We train a logistic regression model on this dataset, and obtain the following weight vector:
theta = np.array([[-1, 1, -1, 1, 0, 0]]).T

Remember that the output of a logistic regression classifier has the form $f(x) = \sigma(\theta^\top x)$. 2.A) What is $\nabla_\theta f(x)$? (Remember that $\frac{\partial}{\partial z} \sigma(z) = \sigma(z) (1 - \sigma(z))$. Don't forget the chain rule!) In which direction does the gradient point? 2.B) What is $\nabla_x f(x)$? In which direction does the gradient point? 2.C) The code below implements gradient descent on $x_A$ or $x_B$ for this problem. In other words, we start by providing $x_A$ or $x_B$ as input to the model, then change the input in order to increase the probability of a different target label.
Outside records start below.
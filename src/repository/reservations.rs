//! Reservations repository

use std::collections::HashMap;

use chrono::NaiveDate;
use sqlx::{PgConnection, Pool, Postgres};

use super::items::{lending_states_on, lock_items};
use crate::{
    error::{AppError, AppResult},
    models::{
        enums::ApprovalStatus,
        item::{Item, LendingState},
        reservation::{CreateReservation, Reservation, ReservationDetails},
    },
};

#[derive(Clone)]
pub struct ReservationsRepository {
    pool: Pool<Postgres>,
}

impl ReservationsRepository {
    pub fn new(pool: Pool<Postgres>) -> Self {
        Self { pool }
    }

    pub async fn get_reservation(&self, id: i32) -> AppResult<Reservation> {
        sqlx::query_as::<_, Reservation>("SELECT * FROM reservations WHERE id = $1")
            .bind(id)
            .fetch_optional(&self.pool)
            .await?
            .ok_or_else(|| AppError::NotFound(format!("Reservation with id {} not found", id)))
    }

    pub async fn get(&self, id: i32) -> AppResult<ReservationDetails> {
        let reservation = self.get_reservation(id).await?;
        self.details(reservation).await
    }

    async fn details(&self, reservation: Reservation) -> AppResult<ReservationDetails> {
        let reserved_item_ids = sqlx::query_scalar::<_, i32>(
            "SELECT item_id FROM reservation_items WHERE reservation_id = $1 ORDER BY item_id",
        )
        .bind(reservation.id)
        .fetch_all(&self.pool)
        .await?;

        let borrow_record_ids = sqlx::query_scalar::<_, i32>(
            "SELECT borrow_record_id FROM reservation_borrow_records WHERE reservation_id = $1 ORDER BY borrow_record_id",
        )
        .bind(reservation.id)
        .fetch_all(&self.pool)
        .await?;

        Ok(ReservationDetails {
            reservation,
            reserved_item_ids,
            borrow_record_ids,
        })
    }

    /// Reservations by window start, optionally in one status
    pub async fn list(&self, status: Option<ApprovalStatus>) -> AppResult<Vec<Reservation>> {
        let reservations = sqlx::query_as::<_, Reservation>(
            r#"
            SELECT * FROM reservations
            WHERE ($1::text IS NULL OR approval_status = $1)
            ORDER BY date_to_borrow, id
            "#,
        )
        .bind(status)
        .fetch_all(&self.pool)
        .await?;
        Ok(reservations)
    }

    pub async fn create(
        &self,
        data: &CreateReservation,
        item_ids: &[i32],
        internal_member_id: Option<i32>,
    ) -> AppResult<ReservationDetails> {
        let mut tx = self.pool.begin().await?;

        let reservation = sqlx::query_as::<_, Reservation>(
            r#"
            INSERT INTO reservations (is_external, internal_member_id, borrower_name, contact_email,
                contact_info, date_to_borrow, date_to_return, additional_details, approval_status)
            VALUES ($1, $2, $3, $4, $5, $6, $7, $8, $9)
            RETURNING *
            "#,
        )
        .bind(internal_member_id.is_none())
        .bind(internal_member_id)
        .bind(data.borrower_name.trim())
        .bind(data.contact_email.trim())
        .bind(&data.contact_info)
        .bind(data.date_to_borrow)
        .bind(data.date_to_return)
        .bind(data.additional_details.as_deref().unwrap_or(""))
        .bind(ApprovalStatus::Pending)
        .fetch_one(&mut *tx)
        .await?;

        sqlx::query(
            r#"
            INSERT INTO reservation_items (reservation_id, item_id)
            SELECT $1, item_id FROM UNNEST($2::int[]) AS item_id
            ON CONFLICT DO NOTHING
            "#,
        )
        .bind(reservation.id)
        .bind(item_ids)
        .execute(&mut *tx)
        .await?;

        tx.commit().await?;
        self.details(reservation).await
    }

    /// Move a reservation from `from` to `to`; fails if it is no longer in `from`
    pub async fn transition(
        &self,
        id: i32,
        from: ApprovalStatus,
        to: ApprovalStatus,
        comments: Option<&str>,
    ) -> AppResult<Reservation> {
        let mut conn = self.pool.acquire().await?;
        transition(&mut conn, id, from, to, comments).await
    }

    /// Approve a pending reservation once `check` accepts the lending state of
    /// its items. The items stay locked until the approval is committed.
    pub async fn approve<F>(
        &self,
        id: i32,
        comments: Option<&str>,
        today: NaiveDate,
        check: F,
    ) -> AppResult<Reservation>
    where
        F: FnOnce(&[Item], &HashMap<i32, LendingState>) -> AppResult<()>,
    {
        let mut tx = self.pool.begin().await?;
        let item_ids = sqlx::query_scalar::<_, i32>(
            "SELECT item_id FROM reservation_items WHERE reservation_id = $1",
        )
        .bind(id)
        .fetch_all(&mut *tx)
        .await?;

        let items = lock_items(&mut tx, &item_ids).await?;
        let states = lending_states_on(&mut tx, &item_ids, today).await?;
        check(&items, &states)?;

        let reservation = transition(&mut tx, id, ApprovalStatus::Pending, ApprovalStatus::Approved, comments).await?;
        tx.commit().await?;
        Ok(reservation)
    }

    /// Link handed-over borrow records and mark the reservation active
    pub async fn activate(&self, id: i32, borrow_record_ids: &[i32]) -> AppResult<ReservationDetails> {
        let mut tx = self.pool.begin().await?;

        sqlx::query(
            r#"
            INSERT INTO reservation_borrow_records (reservation_id, borrow_record_id)
            SELECT $1, record_id FROM UNNEST($2::int[]) AS record_id
            ON CONFLICT DO NOTHING
            "#,
        )
        .bind(id)
        .bind(borrow_record_ids)
        .execute(&mut *tx)
        .await?;

        let reservation = sqlx::query_as::<_, Reservation>(
            "UPDATE reservations SET active = TRUE, status_update_datetime = NOW() WHERE id = $1 RETURNING *",
        )
        .bind(id)
        .fetch_one(&mut *tx)
        .await?;

        tx.commit().await?;
        self.details(reservation).await
    }
}

async fn transition(
    conn: &mut PgConnection,
    id: i32,
    from: ApprovalStatus,
    to: ApprovalStatus,
    comments: Option<&str>,
) -> AppResult<Reservation> {
    sqlx::query_as::<_, Reservation>(
        r#"
        UPDATE reservations
        SET approval_status = $3, status_update_datetime = NOW(),
            librarian_comments = COALESCE($4, librarian_comments)
        WHERE id = $1 AND approval_status = $2
        RETURNING *
        "#,
    )
    .bind(id)
    .bind(from)
    .bind(to)
    .bind(comments)
    .fetch_optional(&mut *conn)
    .await?
    .ok_or_else(|| AppError::Conflict(format!("Reservation {} changed status concurrently", id)))
}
What do the modified inputs look like? If you provide a large enough value to iters to change the classification decision, do inputs look more like examples from the input class or the target class? 2.D) Next, we'll apply the same technique to a digit classification problem. Instead of a logistic regression model, using a two-layer neural network with a softmax output to perform 10-way classification (digits range from 0 to 9). This model should get about 95% accuracy on the test set. Just like before, we'll start with an input from one class, and modify the image to increase the probability that our model labels it as some other class. See what happens for different values (between 0 and 9) of input_class and target_class. (i) Can you find examples where the classifier output changes? Do the modified images look more like examples from the original class or the target class? (ii) Is this classifier reliable? How do you reconcile these results with the reported test accuracy? 2.E) Modified inputs designed to trick machine learning models, like the ones you produced in the previous section, are known as adversarial examples. They exist for text, images, and even real-world objects: (Ian Goodfellow et al., 2014) (Robin Jia et al., 2017) (Shang-Tse Chen et al., 2018) Making machine learning models robust to these kinds of attacks is a major open area of research. What are some real-world consequences of the existence of adversarial examples like the ones above?

### Discussion Guide

• 2.A) sigma(theta.dot(x)) * (1 - sigma(theta.dot(x))) * x. Points in the direction of x.
• 2.B) sigma(theta.dot(x)) * (1 - sigma(theta.dot(x))) * theta. Points in the direction of theta.
• 2.C) If you increase iters enough to change the classification decision, inputs look more like the target class than the input class.
• 2.D) (i) Classifier output usually changes with very high confidence, but the images look almost indistinguishable from the original versions. (ii) The modified images aren't from the training distribution, so the 95% number can still be true. But it should be extremely surprising that images so similar to training images can confuse the classifier so much.
• 2.E) Some examples: stickers on stop signs that cause cars to crash; undetectable spam emails and comments, violent / adult images bypassing automatic content filtres.